De mon côté, si je me surprends occasionnellement à voyager, c’est moins par envie que par nécessité. Il y va de la survie de nombreux rites sociaux, et par extension de ma vie sociale. Puisqu’ici il faut sans cesse se manifester, crier que l’on existe, si possible plus fort que les autres. Puisqu’il ne suffit pas d’être, il faut être partout. Soyez donc riches de vos voyages, moi je resterai libre de mes mouvements ! Qu’on me laisse maître de mes propres gesticulations...Et entre nous, la tendance est à faire les cents pas, à condition bien-sûr de tourner en rond. Niveau voyage, je me contente finalement du strict minimum. Il ne me viendrait pas à l’idée de faire du zèle et de partir en roadtrip dans un pays au hasard sur la carte, dans l’un de ces endroits où les droits de l’homme et la monnaie ne valent pas grand chose. Même si, en suivant bien l’actualité, il se pourrait que l’on ait pas à faire beaucoup de route.

Évidemment qu’il y a de quoi rêver, qu’il y a de quoi admirer, de quoi vivre ! Mais le monde, dehors, ne fait qu’une bouchée des trouble-fête, des pense-à-côté. Il se débarrasse volontiers des idéalistes qui seraient prêts à sauter du train en marche, voire carrément à le détourner, plutôt que de le laisser aller dans la mauvaise direction. Ainsi, je ne sors que très peu de mon bunker flanqué de double-vitrage. Qui peut me jeter la pierre ? Comme dirait l’autre, pour choisir de ne pas sortir il faudrait encore en avoir la possibilité ! La cage qui m’emprisonnera a déjà été inventée et ferait passer Guantanamo pour une prison peu accueillante. Il s’agit d’une cellule toute simple, qui ne coûte presque rien à l’État : Un lit où procrastiner et un bureau où faire mes propres rêves. Ma conscience comme seul bourreau et comme seuls barreaux la pluie qui bat dehors.Toutes ces cordes me donnent des envies de soleil, et j’attend avec impatience ses rayons aiguisés. En attendant, je m’enferme progressivement dans ces geôles de papier, véritable cellule de grisement.

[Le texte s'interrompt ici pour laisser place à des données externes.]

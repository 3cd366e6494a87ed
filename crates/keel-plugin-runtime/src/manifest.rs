//! Sidecar `plugin.json` manifests

use crate::error::{Result, RuntimeError};
use keel_plugin_api::{PluginDependency, PluginMetadata, PluginVersion};
use serde::{Deserialize, Serialize};
use std::path::Path;

/// Default manifest file name
pub const DEFAULT_MANIFEST_NAME: &str = "plugin.json";

/// Flat JSON manifest describing a plugin.
///
/// Every field is optional so partial manifests can fill gaps in a module's
/// embedded metadata.
#[derive(Debug, Clone, Default, PartialEq, Serialize, Deserialize)]
pub struct PluginManifest {
    /// Plugin name
    #[serde(default, skip_serializing_if = "Option::is_none")]
    pub name: Option<String>,
    /// Human readable name
    #[serde(default, skip_serializing_if = "Option::is_none")]
    pub display_name: Option<String>,
    /// Description
    #[serde(default, skip_serializing_if = "Option::is_none")]
    pub description: Option<String>,
    /// Author
    #[serde(default, skip_serializing_if = "Option::is_none")]
    pub author: Option<String>,
    /// Homepage
    #[serde(default, skip_serializing_if = "Option::is_none")]
    pub website: Option<String>,
    /// `MAJOR.MINOR.PATCH[-PRERELEASE]`
    #[serde(default, skip_serializing_if = "Option::is_none")]
    pub version: Option<String>,
    /// License identifier
    #[serde(default, skip_serializing_if = "Option::is_none")]
    pub license: Option<String>,
    /// Memory quota in bytes
    #[serde(default, skip_serializing_if = "Option::is_none")]
    pub memory_limit: Option<u64>,
    /// CPU budget per update in milliseconds
    #[serde(default, skip_serializing_if = "Option::is_none")]
    pub cpu_time_limit: Option<u64>,
    /// Run inside a sandbox scope
    #[serde(default, skip_serializing_if = "Option::is_none")]
    pub sandbox_required: Option<bool>,
    /// Tags
    #[serde(default, skip_serializing_if = "Vec::is_empty")]
    pub tags: Vec<String>,
    /// Dependencies
    #[serde(default, skip_serializing_if = "Vec::is_empty")]
    pub dependencies: Vec<PluginDependency>,
    /// Required permission names
    #[serde(default, skip_serializing_if = "Vec::is_empty")]
    pub required_permissions: Vec<String>,
    /// Module file this manifest describes, relative to the manifest
    #[serde(default, skip_serializing_if = "Option::is_none")]
    pub library: Option<String>,
}

impl PluginManifest {
    /// Read a manifest file
    pub fn load(path: impl AsRef<Path>) -> Result<Self> {
        let path = path.as_ref();
        let content = std::fs::read_to_string(path)?;
        serde_json::from_str(&content).map_err(|e| {
            RuntimeError::config(format!(
                "Failed to parse manifest file {}: {e}",
                path.display()
            ))
        })
    }

    /// Write this manifest as pretty JSON
    pub fn save(&self, path: impl AsRef<Path>) -> Result<()> {
        let json = serde_json::to_string_pretty(self)?;
        std::fs::write(path, json)?;
        Ok(())
    }

    /// Manifest describing `metadata` in full
    pub fn from_metadata(metadata: &PluginMetadata) -> Self {
        let non_empty = |s: &str| (!s.is_empty()).then(|| s.to_string());

        Self {
            name: Some(metadata.name.clone()),
            display_name: non_empty(&metadata.display_name),
            description: non_empty(&metadata.description),
            author: non_empty(&metadata.author),
            website: non_empty(&metadata.website),
            version: Some(metadata.version.to_string()),
            license: non_empty(&metadata.license),
            memory_limit: Some(metadata.memory_limit),
            cpu_time_limit: Some(metadata.cpu_time_limit),
            sandbox_required: Some(metadata.sandbox_required),
            tags: metadata.tags.iter().cloned().collect(),
            dependencies: metadata.dependencies.clone(),
            required_permissions: metadata.required_permissions.clone(),
            library: None,
        }
    }

    /// Build metadata from the manifest alone
    pub fn to_metadata(&self) -> Result<PluginMetadata> {
        let name = self
            .name
            .clone()
            .ok_or_else(|| RuntimeError::config("manifest has no name"))?;
        let version: PluginVersion = self
            .version
            .as_deref()
            .ok_or_else(|| RuntimeError::config(format!("manifest of {name} has no version")))?
            .parse()?;

        let mut metadata = PluginMetadata::new(name, version);
        if let Some(display_name) = &self.display_name {
            metadata.display_name = display_name.clone();
        }
        if let Some(license) = &self.license {
            metadata.license = license.clone();
        }
        if let Some(limit) = self.memory_limit {
            metadata.memory_limit = limit;
        }
        if let Some(limit) = self.cpu_time_limit {
            metadata.cpu_time_limit = limit;
        }
        if let Some(sandbox) = self.sandbox_required {
            metadata.sandbox_required = sandbox;
        }
        metadata.dependencies = self.dependencies.clone();
        metadata.required_permissions = self.required_permissions.clone();
        self.merge_into(&mut metadata);

        Ok(metadata)
    }

    /// Fill manifest-only fields into metadata read from a module.
    ///
    /// The module wins for every field it already sets.
    pub fn merge_into(&self, metadata: &mut PluginMetadata) {
        fill(&mut metadata.description, &self.description);
        fill(&mut metadata.author, &self.author);
        fill(&mut metadata.website, &self.website);
        fill(&mut metadata.license, &self.license);
        if metadata.display_name.is_empty() || metadata.display_name == metadata.name {
            if let Some(display_name) = &self.display_name {
                metadata.display_name = display_name.clone();
            }
        }
        metadata.tags.extend(self.tags.iter().cloned());
    }
}

fn fill(target: &mut String, source: &Option<String>) {
    if target.is_empty() {
        if let Some(value) = source {
            target.clone_from(value);
        }
    }
}
//! # Keel Plugin API
//!
//! The SDK native and in-process plugins are written against.
//!
//! ## Contents
//!
//! - **Plugin trait**: lifecycle hooks driven by the runtime registry
//! - **Metadata**: identity, versioning, dependencies, quotas, permissions
//! - **Host context**: permission-gated access to host subsystems and messaging
//! - **ABI**: the export record and [`export_plugin!`] for `cdylib` plugins
//!
//! ## Example
//!
//! ```rust,no_run
//! use keel_plugin_api::prelude::*;
//! use std::sync::Arc;
//!
//! #[derive(Debug, Default)]
//! struct Ticker {
//!     ticks: u64,
//! }
//!
//! #[async_trait]
//! impl Plugin for Ticker {
//!     fn name(&self) -> &str {
//!         "ticker"
//!     }
//!
//!     async fn initialize(&mut self, _context: Arc<dyn HostContext>) -> Result<(), PluginError> {
//!         Ok(())
//!     }
//!
//!     async fn shutdown(&mut self) -> Result<(), PluginError> {
//!         Ok(())
//!     }
//!
//!     fn update(&mut self, _delta_time: f64) -> Result<(), PluginError> {
//!         self.ticks += 1;
//!         Ok(())
//!     }
//! }
//! ```

#![deny(unsafe_code)]
#![warn(
    missing_docs,
    missing_debug_implementations,
    rust_2018_idioms,
    unreachable_pub
)]

pub mod abi;
pub mod context;
pub mod error;
pub mod host;
pub mod message;
pub mod permission;
pub mod plugin;
pub mod resource;
pub mod version;

#[cfg(feature = "testing")]
pub mod testing;

// Re-export commonly used types
pub use context::{HostContext, Resource};
pub use error::{PluginError, Result};
pub use host::{AssetManager, EcsWorld, GuiManager, Renderer};
pub use message::{
    DeliveryMode, EventCallback, MessageHandler, MessagePriority, PluginEvent, PluginMessage,
    SecurityViolation, ViolationSeverity,
};
pub use permission::{Permission, UnknownPermission};
pub use plugin::{
    is_valid_identifier, HealthStatus, LoadPriority, Plugin, PluginDependency, PluginMetadata,
    PluginState,
};
pub use resource::ResourceKind;
pub use version::PluginVersion;

/// Prelude module with commonly used types
pub mod prelude {
    pub use crate::context::HostContext;
    pub use crate::error::PluginError;
    pub use crate::message::{MessagePriority, PluginEvent, PluginMessage};
    pub use crate::permission::Permission;
    pub use crate::plugin::{HealthStatus, Plugin, PluginDependency, PluginMetadata};
    pub use crate::version::PluginVersion;
    pub use async_trait::async_trait;
}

Mais j’aime également rejoindre mes rames de papier. J’ai appris à chérir ces voyages à dos de RER. Que les tortionnaires du service public et les déçus de la RATP soient avertis, je défendrais corps et âme l’air pur de ses wagons. Un air d’indifférence et de solitude qui pousse nos pensées dans leurs retranchements. Ces trajets, il m'a fallu les oublier un temps pour comprendre à quel point ils m’étaient essentiels. Me rendre compte que sans eux, j'atteignais difficilement cet état de transe : celui du voyageur qu’il ne fait pas attention où il va car son attention est ailleurs. Elle se trouve reconduite sur une réflexion intérieure, portant le doux nom d’introspection. Là, hors du temps, au cœur du mouvement, j’ai pu m’approcher de moi-même.